To test this hypothesis, the correlation between I_Cir,swell activity and frequency of SD was examined in single ventricular myocytes obtained from a rabbit aortic regurgitation model of CHF and from normal rabbits. The amphotericin perforated-patch clamp technique was used to avoid unpredictable cell swelling and changes in membrane currents that often slowly occur with ruptured patches. Ramp voltage clamps (28 V s^-1) were applied to determine current-voltage (I-V) curves. Current clamp (2-5 nA, 2 ms pulse) was used to elicit a train of action potentials (AP) at 0.2 Hz for 50 s, and then the stimulus was turned off to allow detection of SD (> 5 mV depolarization). The activity of I_Cir,swell was decreased by osmotic manipulation of cell volume or by addition of the I_Cir,swell blockers Gd³⁺ (Clemo & Baumgarten, 1997) or GsMTx-4, a G. spatulata peptide toxin (Suchyna et al. 2000).

Under isosmotic conditions (1.0 T), an inwardly rectifying current that was attenuated by hyperosmotic (1.5 T) cell shrinkage was seen in 25 of 30 CHF cells. The difference current at -80 mV was -2.9 ± 0.10 pA pF^-1. Application of GsMTx-4 (0.4 mM, graciously provided by Dr Fred Sachs, SUNY Buffalo, USA) significantly reduced this inward rectifying current, as shown in Fig. 1. The GsMTx-4-sensitive current at -80 mV was -1.8 ± 0.09 pA pF^-1 (n = 10). Similar results were found for Gd³⁺ (10 mM). Hyperosmotic shrinkage and application of I_Cir,swell blockers had no effect on whole-cell currents of normal cells.
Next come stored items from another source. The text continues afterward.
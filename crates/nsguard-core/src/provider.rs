//! Collaborators of the deletion guard
//!
//! These traits abstract away the portal, allowing the guard to run against
//! HTTP-backed providers in production and in-memory ones in tests.

use nsguard_common::{Env, GuardError};

use crate::model::{AppRoleUsers, AssociatedNamespace, Namespace, User};

/// Identity of the current operator
#[async_trait::async_trait]
pub trait UserProvider: Send + Sync {
    /// Load the current user. Not cached across guard invocations.
    async fn load_current_user(&self) -> Result<User, GuardError>;
}

/// App role lookups
#[async_trait::async_trait]
pub trait PermissionProvider: Send + Sync {
    /// Get the users holding the master role of an app
    async fn app_role_users(&self, app_id: &str) -> Result<AppRoleUsers, GuardError>;
}

/// Namespace lookups and the delete call
#[async_trait::async_trait]
pub trait NamespaceProvider: Send + Sync {
    /// Namespaces associated with the public namespace `namespace_name` of `app_id`
    async fn associated_namespaces(
        &self,
        app_id: &str,
        env: Env,
        namespace_name: &str,
    ) -> Result<Vec<AssociatedNamespace>, GuardError>;

    /// Delete a namespace instance
    ///
    /// Fails with `GuardError::DeletionRequestFailed` carrying the portal's message.
    async fn delete_namespace(
        &self,
        app_id: &str,
        env: Env,
        cluster_name: &str,
        namespace_name: &str,
    ) -> Result<(), GuardError>;
}

/// Builds the guard's input snapshot of a namespace
#[async_trait::async_trait]
pub trait NamespaceLoader: Send + Sync {
    async fn load_namespace(
        &self,
        app_id: &str,
        env: Env,
        cluster_name: &str,
        namespace_name: &str,
    ) -> Result<Namespace, GuardError>;
}

/// User-facing messages
pub trait NotificationSink: Send + Sync {
    fn success(&self, text: &str);

    fn error(&self, text: &str, title: &str);
}

/// Dialog display and view reload
pub trait Presentation: Send + Sync {
    /// Ask the operator to confirm deletion of `namespace`
    fn show_confirm_dialog(&self, namespace: &Namespace);

    /// Tear down and reload the current view
    fn reload(&self);
}
//! Main entry point for the nsguard CLI.

use std::process::ExitCode;
use std::sync::Arc;

use clap::Parser;
use nsguard_client::PortalProviders;
use nsguard_cli::{
    Cli, Command, Configuration, DeleteSession, SessionOutcome, TerminalNotifier,
    TerminalPresentation, TerminalPrompt, exit_status, init_logging,
    shutdown::{ShutdownSignal, wait_for_signal},
};
use nsguard_common::GuardError;
use nsguard_core::{DeletionGuard, EventBus, GuardProviders};
use tracing::{error, info, warn};

#[tokio::main]
async fn main() -> anyhow::Result<ExitCode> {
    let cli = Cli::parse();
    let configuration = Configuration::new(&cli)?;
    let logging_guard = init_logging(&configuration.logging_config())?;

    let Command::Delete(args) = cli.command;

    let portal = Arc::new(PortalProviders::new(configuration.portal_client_config())?);
    let (presentation, dialogs) = TerminalPresentation::new();
    let guard_config = configuration.guard_config();
    let guard = Arc::new(DeletionGuard::new(
        GuardProviders {
            users: portal.clone(),
            permissions: portal.clone(),
            namespaces: portal.clone(),
            notifier: Arc::new(TerminalNotifier),
            presentation: Arc::new(presentation),
        },
        &guard_config,
        EventBus::new(guard_config.event_capacity),
    ));

    let shutdown = ShutdownSignal::new();
    let guard_task = tokio::spawn(guard.clone().run(shutdown.subscribe()));

    let session = DeleteSession::new(
        guard,
        portal,
        dialogs,
        Arc::new(TerminalPrompt::new(args.yes)),
    );
    let result = tokio::select! {
        result = session.run(&args.app, args.env, &args.cluster, &args.namespace) => Some(result),
        _ = wait_for_signal() => None,
    };

    shutdown.shutdown();
    if let Err(e) = guard_task.await {
        error!("Guard task failed: {}", e);
    }

    let Some(result) = result else {
        warn!("Interrupted, namespace kept");
        // An open stdin read would keep the runtime from shutting down
        drop(logging_guard);
        std::process::exit(130);
    };

    match result {
        Ok(SessionOutcome::Refused(err)) => {
            report(&err);
            Ok(ExitCode::from(exit_status(&err)))
        }
        Ok(outcome) => {
            info!(?outcome, "Session finished");
            Ok(ExitCode::from(outcome.exit_status()))
        }
        Err(e) => match e.downcast_ref::<GuardError>() {
            Some(err) => {
                report(err);
                Ok(ExitCode::from(exit_status(err)))
            }
            None => Err(e),
        },
    }
}

fn report(err: &GuardError) {
    let code = err.code();
    if err.is_rejection() {
        warn!(code = code.code, "Deletion refused: {}", err);
        eprintln!("Refused [{}]: {}", code.code, err);
    } else {
        error!(code = code.code, "Deletion failed: {}", err);
        eprintln!("Failed [{}]: {}", code.code, err);
    }
}
// Portal API paths, as path segments so every identifier is escaped

pub mod portal_api_path {
    // User
    pub fn current_user() -> Vec<&'static str> {
        vec!["user"]
    }

    // Permission
    pub fn app_role_users(app_id: &str) -> Vec<&str> {
        vec!["apps", app_id, "role_users"]
    }

    // Namespace
    pub fn namespace<'a>(
        app_id: &'a str,
        env: &'a str,
        cluster_name: &'a str,
        namespace_name: &'a str,
    ) -> Vec<&'a str> {
        vec![
            "apps",
            app_id,
            "envs",
            env,
            "clusters",
            cluster_name,
            "namespaces",
            namespace_name,
        ]
    }

    pub fn namespace_branch<'a>(
        app_id: &'a str,
        env: &'a str,
        cluster_name: &'a str,
        namespace_name: &'a str,
    ) -> Vec<&'a str> {
        let mut segments = namespace(app_id, env, cluster_name, namespace_name);
        segments.push("branches");
        segments
    }

    pub fn associated_namespaces<'a>(env: &'a str, namespace_name: &'a str) -> Vec<&'a str> {
        vec![
            "envs",
            env,
            "appnamespaces",
            namespace_name,
            "associated-namespaces",
        ]
    }

    // Instance
    pub fn instance_count_by_namespace(env: &str) -> Vec<&str> {
        vec!["envs", env, "instances", "by-namespace", "count"]
    }

    pub fn instances_by_release(env: &str) -> Vec<&str> {
        vec!["envs", env, "instances", "by-release"]
    }
}
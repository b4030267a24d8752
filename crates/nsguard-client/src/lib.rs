// nsguard-client: Portal HTTP providers for the namespace deletion guard

pub mod config;
pub mod constants;
pub mod error;
pub mod http;
pub mod model;
pub mod provider;

pub use config::PortalClientConfig;
pub use error::PortalError;
pub use http::PortalHttpClient;
pub use provider::PortalProviders;
//! Portal provider tests
//!
//! Runs the providers against a mock portal.

use nsguard_client::{PortalClientConfig, PortalProviders};
use nsguard_common::{Env, GuardError};
use nsguard_core::{NamespaceLoader, NamespaceProvider, PermissionProvider, UserProvider};
use serde_json::json;
use wiremock::matchers::{header, method, path, query_param};
use wiremock::{Mock, MockServer, ResponseTemplate};

fn providers(server: &MockServer) -> PortalProviders {
    PortalProviders::new(PortalClientConfig::new(&server.uri()).with_access_token("token-1"))
        .unwrap()
}

// ============== Lookups ==============

#[tokio::test]
async fn test_load_current_user_sends_token() {
    let server = MockServer::start().await;
    Mock::given(method("GET"))
        .and(path("/user"))
        .and(header("Authorization", "token-1"))
        .respond_with(ResponseTemplate::new(200).set_body_json(json!({
            "userId": "alice",
            "name": "Alice",
            "email": "alice@example.com"
        })))
        .expect(1)
        .mount(&server)
        .await;

    let user = providers(&server).load_current_user().await.unwrap();

    assert_eq!(user.user_id, "alice");
    assert_eq!(user.email.as_deref(), Some("alice@example.com"));
}

#[tokio::test]
async fn test_app_role_users_keeps_order() {
    let server = MockServer::start().await;
    Mock::given(method("GET"))
        .and(path("/apps/app1/role_users"))
        .respond_with(ResponseTemplate::new(200).set_body_json(json!({
            "appId": "app1",
            "masterUsers": [{"userId": "u2"}, {"userId": "u1"}]
        })))
        .mount(&server)
        .await;

    let roles = providers(&server).app_role_users("app1").await.unwrap();

    let ids: Vec<&str> = roles.master_users.iter().map(|u| u.user_id.as_str()).collect();
    assert_eq!(ids, ["u2", "u1"]);
}

#[tokio::test]
async fn test_lookup_failure_is_provider_error() {
    let server = MockServer::start().await;
    Mock::given(method("GET"))
        .and(path("/apps/app1/role_users"))
        .respond_with(ResponseTemplate::new(404).set_body_json(json!({
            "status": 404,
            "message": "app not found"
        })))
        .mount(&server)
        .await;

    let err = providers(&server).app_role_users("app1").await.unwrap_err();

    match err {
        GuardError::Provider(message) => assert!(message.contains("app not found")),
        other => panic!("unexpected error: {:?}", other),
    }
}

#[tokio::test]
async fn test_associated_namespaces() {
    let server = MockServer::start().await;
    Mock::given(method("GET"))
        .and(path("/envs/DEV/appnamespaces/TEST1.common/associated-namespaces"))
        .and(query_param("appId", "app1"))
        .respond_with(ResponseTemplate::new(200).set_body_json(json!([
            {"appId": "app1", "clusterName": "default", "namespaceName": "TEST1.common"},
            {"appId": "app2", "clusterName": "SHAJQ", "namespaceName": "TEST1.common"}
        ])))
        .mount(&server)
        .await;

    let associated = providers(&server)
        .associated_namespaces("app1", Env::Dev, "TEST1.common")
        .await
        .unwrap();

    assert_eq!(associated.len(), 2);
    assert_eq!(associated[1].app_id, "app2");
    assert_eq!(associated[1].cluster_name, "SHAJQ");
}

#[tokio::test]
async fn test_failover_to_next_portal() {
    let server = MockServer::start().await;
    Mock::given(method("GET"))
        .and(path("/user"))
        .respond_with(ResponseTemplate::new(200).set_body_json(json!({"userId": "alice"})))
        .mount(&server)
        .await;

    let config = PortalClientConfig::with_servers(vec![
        "http://127.0.0.1:1".to_string(),
        server.uri(),
    ])
    .with_timeouts(500, 2000);
    let providers = PortalProviders::new(config).unwrap();

    let user = providers.load_current_user().await.unwrap();
    assert_eq!(user.user_id, "alice");
}

// ============== Delete ==============

#[tokio::test]
async fn test_delete_namespace() {
    let server = MockServer::start().await;
    Mock::given(method("DELETE"))
        .and(path("/apps/app1/envs/PRO/clusters/default/namespaces/TEST1.common"))
        .respond_with(ResponseTemplate::new(200))
        .expect(1)
        .mount(&server)
        .await;

    providers(&server)
        .delete_namespace("app1", Env::Pro, "default", "TEST1.common")
        .await
        .unwrap();
}

#[tokio::test]
async fn test_delete_failure_keeps_portal_message() {
    let server = MockServer::start().await;
    Mock::given(method("DELETE"))
        .and(path("/apps/app1/envs/PRO/clusters/default/namespaces/TEST1.common"))
        .respond_with(ResponseTemplate::new(400).set_body_json(json!({
            "status": 400,
            "message": "namespace is being modified",
            "exception": "BadRequestException"
        })))
        .expect(1)
        .mount(&server)
        .await;

    let err = providers(&server)
        .delete_namespace("app1", Env::Pro, "default", "TEST1.common")
        .await
        .unwrap_err();

    assert_eq!(
        err,
        GuardError::DeletionRequestFailed {
            message: "namespace is being modified".to_string(),
            detail: Some("BadRequestException".to_string()),
        }
    );
}

// ============== Namespace loading ==============

async fn mount_namespace(server: &MockServer, app_id: &str, parent_app_id: &str) {
    Mock::given(method("GET"))
        .and(path("/apps/app2/envs/DEV/clusters/default/namespaces/TEST1.common"))
        .respond_with(ResponseTemplate::new(200).set_body_json(json!({
            "baseInfo": {
                "appId": app_id,
                "clusterName": "default",
                "namespaceName": "TEST1.common"
            },
            "isPublic": true,
            "parentAppId": parent_app_id
        })))
        .mount(server)
        .await;
    Mock::given(method("GET"))
        .and(path("/envs/DEV/instances/by-namespace/count"))
        .and(query_param("appId", "app2"))
        .and(query_param("clusterName", "default"))
        .and(query_param("namespaceName", "TEST1.common"))
        .respond_with(ResponseTemplate::new(200).set_body_json(json!(4)))
        .mount(server)
        .await;
}

#[tokio::test]
async fn test_load_linked_namespace_with_branch() {
    let server = MockServer::start().await;
    mount_namespace(&server, "app2", "app1").await;
    Mock::given(method("GET"))
        .and(path(
            "/apps/app2/envs/DEV/clusters/default/namespaces/TEST1.common/branches",
        ))
        .respond_with(ResponseTemplate::new(200).set_body_json(json!({
            "baseInfo": {
                "appId": "app2",
                "clusterName": "20261017-gray",
                "namespaceName": "TEST1.common"
            },
            "latestReleaseId": 42
        })))
        .mount(&server)
        .await;
    Mock::given(method("GET"))
        .and(path("/envs/DEV/instances/by-release"))
        .and(query_param("releaseId", "42"))
        .respond_with(ResponseTemplate::new(200).set_body_json(json!({
            "content": [],
            "page": 0,
            "size": 1,
            "total": 3
        })))
        .mount(&server)
        .await;

    let ns = providers(&server)
        .load_namespace("app2", Env::Dev, "default", "TEST1.common")
        .await
        .unwrap();

    assert!(ns.is_public);
    assert!(ns.is_linked_namespace);
    assert_eq!(ns.instances_count, 4);
    let branch = ns.branch.unwrap();
    assert_eq!(branch.branch_name, "20261017-gray");
    assert_eq!(branch.latest_release_instances.total, 3);
}

#[tokio::test]
async fn test_load_namespace_without_branch() {
    let server = MockServer::start().await;
    mount_namespace(&server, "app2", "app2").await;
    Mock::given(method("GET"))
        .and(path(
            "/apps/app2/envs/DEV/clusters/default/namespaces/TEST1.common/branches",
        ))
        .respond_with(ResponseTemplate::new(200))
        .mount(&server)
        .await;

    let ns = providers(&server)
        .load_namespace("app2", Env::Dev, "default", "TEST1.common")
        .await
        .unwrap();

    assert!(!ns.is_linked_namespace);
    assert!(!ns.has_branch());
    assert_eq!(ns.env, Env::Dev);
}
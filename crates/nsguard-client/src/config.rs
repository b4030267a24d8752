// Configuration for the portal client

/// Configuration for the portal HTTP client
#[derive(Clone, Debug, PartialEq, Eq)]
pub struct PortalClientConfig {
    /// Portal addresses (e.g. ["http://127.0.0.1:8070"])
    pub server_addrs: Vec<String>,
    /// Token sent in the `Authorization` header, if any
    pub access_token: Option<String>,
    /// Connection timeout in milliseconds (default: 5000)
    pub connect_timeout_ms: u64,
    /// Read timeout in milliseconds (default: 30000)
    pub read_timeout_ms: u64,
    /// Context path (default: empty)
    pub context_path: String,
}

impl Default for PortalClientConfig {
    fn default() -> Self {
        Self {
            server_addrs: vec!["http://127.0.0.1:8070".to_string()],
            access_token: None,
            connect_timeout_ms: 5000,
            read_timeout_ms: 30000,
            context_path: String::new(),
        }
    }
}

impl PortalClientConfig {
    /// Create a new config with a single portal address
    pub fn new(server_addr: &str) -> Self {
        Self {
            server_addrs: vec![server_addr.to_string()],
            ..Default::default()
        }
    }

    /// Create a config with multiple portal addresses
    pub fn with_servers(server_addrs: Vec<String>) -> Self {
        Self {
            server_addrs,
            ..Default::default()
        }
    }

    pub fn with_access_token(mut self, token: &str) -> Self {
        self.access_token = Some(token.to_string());
        self
    }

    pub fn with_timeouts(mut self, connect_ms: u64, read_ms: u64) -> Self {
        self.connect_timeout_ms = connect_ms;
        self.read_timeout_ms = read_ms;
        self
    }

    pub fn with_context_path(mut self, path: &str) -> Self {
        self.context_path = path.to_string();
        self
    }
}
Following a train of stimulated AP, SD were seen in 24 and spontaneous AP in 15 of the 30 CHF cells, as demonstrated in Fig. 2. In contrast, a train of AP elicited SD in only 2 and spontaneous AP in 0 of 30 CHF cells after I_Cir,swell was blocked by shrinkage in 1.5 T. Moreover, in cells with SD, the I_Cir,swell blockers Gd³⁺ and GsMTx-4 reduced the occurrence of SD by 85 and 90 %, respectively. In normal myocytes under isosmotic conditions, neither SD nor spontaneous AP were observed.

This study showed that: (1) I_Cir,swell is chronically active under isosmotic conditions in ventricular myocytes taken from a rabbit aortic regurgitation model of CHF; (2) under the same conditions, SD and spontaneous AP are present; and (3) attenuation of I_Cir,swell reduces the frequency of SD and spontaneous AP. These results suggest that chronic activation of I_Cir,swell may underlie the genesis of SD in failing ventricular myocytes and may potentiate triggered cardiac arrhythmias in the setting of heart failure. Novel blockers of I_Cir,swell such as GsMTx-4, which inhibits atrial fibrillation in an isolated, perfused rabbit heart model (Bode et al. 2001), also may be efficacious in preventing the triggered arrhythmias seen in CHF.